**What is needed**
Nothing but the lines from the top of the following entries through the line with "let counting = Arc::new(CountingListener::default());" should be printed, exactly as they are.

**Data for the task**

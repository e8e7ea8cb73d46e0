// SPDX-License-Identifier: Apache-2.0 OR MIT
// Copyright (c) 2025-2026 naskel.com

//! Update listener surface for the data bus.
//!
//! The bus dispatches channel updates from however many threads it uses;
//! implementations must be cheap, non-blocking, and thread-safe.

/// Callback surface the data bus invokes once per observed channel
/// update.
///
/// `PersistenceService` implements this; a real bus integration holds the
/// service as `Arc<dyn BusListener>` and calls it on every value change.
pub trait BusListener: Send + Sync {
    /// Called when a channel's value changes.
    ///
    /// `config_channel` marks updates originating from configuration
    /// channels, which are never persisted. `value` is `None` when the
    /// channel has become empty. Both cases are rejected silently; they
    /// are not errors.
    fn on_update(&self, channel: &str, config_channel: bool, value: Option<&serde_json::Value>);
}

#[cfg(test)]
mod tests {
    use super::*;
    use std::sync::atomic::{AtomicUsize, Ordering};
    use std::sync::Arc;

    #[derive(Default)]
    struct CountingListener {
        calls: AtomicUsize,
    }

    impl BusListener for CountingListener {
        fn on_update(
            &self,
            _channel: &str,
            _config_channel: bool,
            _value: Option<&serde_json::Value>,
        ) {
            self.calls.fetch_add(1, Ordering::SeqCst);
        }
    }

    #[test]
    fn test_listener_is_object_safe() {
        let counting = Arc::new(CountingListener::default());
        let listener: Arc<dyn BusListener> = Arc::clone(&counting) as Arc<dyn BusListener>;
        let value = serde_json::json!(1);

        listener.on_update("ess0/ActivePower", false, Some(&value));
        listener.on_update("ess0/ActivePower", false, None);

        assert_eq!(counting.calls.load(Ordering::SeqCst), 2);
    }
}
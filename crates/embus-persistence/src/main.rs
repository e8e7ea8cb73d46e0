// SPDX-License-Identifier: Apache-2.0 OR MIT
// Copyright (c) 2025-2026 naskel.com

//! EMBus Persistence Service CLI
//!
//! Periodically flushes bus channel values to InfluxDB. The external bus
//! is out of scope for the binary; updates are read as line-delimited
//! JSON from stdin and fed through the listener surface.
//!
//! # Usage
//!
//! ```bash
//! # Flush to a local InfluxDB every 10 seconds, tagging fleet 42
//! embus-persistence --endpoint 127.0.0.1 --fleet 42
//!
//! # Load settings from YAML, override the cycle on the command line
//! embus-persistence --config persist.yaml --cycle-ms 5000
//!
//! # Dry-run against an in-memory sink
//! embus-persistence --mock
//! ```
//!
//! Update format, one per line:
//!
//! ```text
//! {"channel": "ess0/ActivePower", "value": 3500}
//! ```

use anyhow::Result;
use clap::Parser;
use embus_persistence::{
    BusListener, Config, Connector, HttpConnector, MockConnector, PersistenceService,
};
use std::io::BufRead;
use std::path::PathBuf;
use std::sync::atomic::{AtomicBool, Ordering};
use std::sync::Arc;
use std::thread;
use std::time::{Duration, Instant};

#[derive(Parser, Debug)]
#[command(name = "embus-persistence")]
#[command(about = "EMBus Persistence Service - periodic InfluxDB flush of bus channel values", long_about = None)]
struct Args {
    /// InfluxDB endpoint: bare host (port 8086 assumed) or http URL
    #[arg(short, long)]
    endpoint: Option<String>,

    /// Fleet identifier written as the `fleet` tag on every point
    #[arg(short, long)]
    fleet: Option<u32>,

    /// InfluxDB username
    #[arg(long)]
    username: Option<String>,

    /// InfluxDB password
    #[arg(long)]
    password: Option<String>,

    /// Flush cycle in milliseconds (also the bucket width)
    #[arg(long)]
    cycle_ms: Option<u64>,

    /// YAML configuration file; command-line flags override its values
    #[arg(short, long)]
    config: Option<PathBuf>,

    /// Use an in-memory sink instead of HTTP (for testing without InfluxDB)
    #[arg(long)]
    mock: bool,
}

fn main() -> Result<()> {
    tracing_subscriber::fmt()
        .with_env_filter(
            tracing_subscriber::EnvFilter::from_default_env()
                .add_directive(tracing::Level::INFO.into()),
        )
        .init();

    let args = Args::parse();
    let config = build_config(&args)?;

    tracing::info!("EMBus Persistence Service starting...");
    match &config.endpoint {
        Some(endpoint) => tracing::info!("  Endpoint: {}", endpoint),
        None => tracing::info!("  Endpoint: (unconfigured)"),
    }
    if let Some(fleet) = config.fleet_id {
        tracing::info!("  Fleet: {}", fleet);
    }
    tracing::info!("  Cycle: {} ms", config.cycle_ms);

    let connector: Box<dyn Connector> = if args.mock {
        tracing::info!("Running with in-memory sink");
        Box::new(MockConnector::new())
    } else {
        Box::new(HttpConnector)
    };

    let service = Arc::new(PersistenceService::new(config, connector));
    let shutdown = Arc::new(AtomicBool::new(false));

    {
        let shutdown = Arc::clone(&shutdown);
        ctrlc::set_handler(move || {
            shutdown.store(true, Ordering::SeqCst);
        })?;
    }

    let runner = {
        let service = Arc::clone(&service);
        let shutdown = Arc::clone(&shutdown);
        thread::spawn(move || run_scheduler(&service, &shutdown))
    };

    feed_stdin(service.as_ref(), &shutdown);

    shutdown.store(true, Ordering::SeqCst);
    if runner.join().is_err() {
        tracing::error!("scheduler thread panicked");
    }

    let stats = service.stats();
    tracing::info!(
        "Done: {} cycles, {} points written, {} values discarded, {} write errors",
        stats.cycles,
        stats.points_written,
        stats.values_discarded,
        stats.write_errors
    );

    Ok(())
}

/// Merge the YAML file (if any) with command-line overrides.
fn build_config(args: &Args) -> Result<Config> {
    let mut config = match &args.config {
        Some(path) => Config::from_file(path)?,
        None => Config::default(),
    };

    if let Some(endpoint) = &args.endpoint {
        config.endpoint = Some(endpoint.clone());
    }
    if let Some(fleet) = args.fleet {
        config.fleet_id = Some(fleet);
    }
    if let Some(username) = &args.username {
        config.username = Some(username.clone());
    }
    if let Some(password) = &args.password {
        config.password = Some(password.clone());
    }
    if let Some(cycle_ms) = args.cycle_ms {
        config.cycle_ms = cycle_ms;
    }

    // The mock sink accepts anything; fill the connection gate so a bare
    // `--mock` run is immediately ready.
    if args.mock {
        config.endpoint.get_or_insert_with(|| "memory".to_string());
        config.fleet_id.get_or_insert(0);
    }

    Ok(config)
}

/// Scheduler loop: attempt initialization until the first connection
/// succeeds, then run one flush per cycle. At most one flush is ever in
/// flight.
fn run_scheduler(service: &PersistenceService, shutdown: &AtomicBool) {
    while !shutdown.load(Ordering::SeqCst) {
        sleep_cycle(service.config().cycle_ms, shutdown);
        if shutdown.load(Ordering::SeqCst) {
            break;
        }
        if !service.initialize() {
            continue;
        }
        let outcome = service.flush_once();
        tracing::trace!("flush cycle: {:?}", outcome);
    }

    // Final flush attempt so a clean shutdown does not drop the last bucket
    if service.is_ready() {
        let outcome = service.flush_once();
        tracing::debug!("final flush: {:?}", outcome);
    }
}

/// Sleep one cycle in short slices so shutdown stays responsive.
fn sleep_cycle(cycle_ms: u64, shutdown: &AtomicBool) {
    let deadline = Instant::now() + Duration::from_millis(cycle_ms);
    while Instant::now() < deadline && !shutdown.load(Ordering::SeqCst) {
        thread::sleep(Duration::from_millis(100.min(cycle_ms.max(1))));
    }
}

/// Feed line-delimited JSON updates from stdin through the listener.
fn feed_stdin(service: &PersistenceService, shutdown: &AtomicBool) {
    let stdin = std::io::stdin();
    for line in stdin.lock().lines() {
        if shutdown.load(Ordering::SeqCst) {
            break;
        }
        let line = match line {
            Ok(line) => line,
            Err(_) => break,
        };
        if line.trim().is_empty() {
            continue;
        }
        match serde_json::from_str::<serde_json::Value>(&line) {
            Ok(update) => {
                let Some(channel) = update.get("channel").and_then(|c| c.as_str()) else {
                    tracing::warn!("ignoring update without channel: {}", line);
                    continue;
                };
                service.on_update(channel, false, update.get("value"));
            }
            Err(e) => tracing::warn!("ignoring malformed update: {}", e),
        }
    }
}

**Final answer**
repository e8e7ea8cb73d46e0
// SPDX-License-Identifier: Apache-2.0 OR MIT
// Copyright (c) 2025-2026 naskel.com

//! Update listener surface for the data bus.
//!
//! The bus dispatches channel updates from however many threads it uses;
//! implementations must be cheap, non-blocking, and thread-safe.

/// Callback surface the data bus invokes once per observed channel
/// update.
///
/// `PersistenceService` implements this; a real bus integration holds the
/// service as `Arc<dyn BusListener>` and calls it on every value change.
pub trait BusListener: Send + Sync {
    /// Called when a channel's value changes.
    ///
    /// `config_channel` marks updates originating from configuration
    /// channels, which are never persisted. `value` is `None` when the
    /// channel has become empty. Both cases are rejected silently; they
    /// are not errors.
    fn on_update(&self, channel: &str, config_channel: bool, value: Option<&serde_json::Value>);
}

#[cfg(test)]
mod tests {
    use super::*;
    use std::sync::atomic::{AtomicUsize, Ordering};
    use std::sync::Arc;

    #[derive(Default)]
    struct CountingListener {
        calls: AtomicUsize,
    }

    impl BusListener for CountingListener {
        fn on_update(
            &self,
            _channel: &str,
            _config_channel: bool,
            _value: Option<&serde_json::Value>,
        ) {
            self.calls.fetch_add(1, Ordering::SeqCst);
        }
    }

    #[test]
    fn test_listener_is_object_safe() {
        let counting = Arc::new(CountingListener::default());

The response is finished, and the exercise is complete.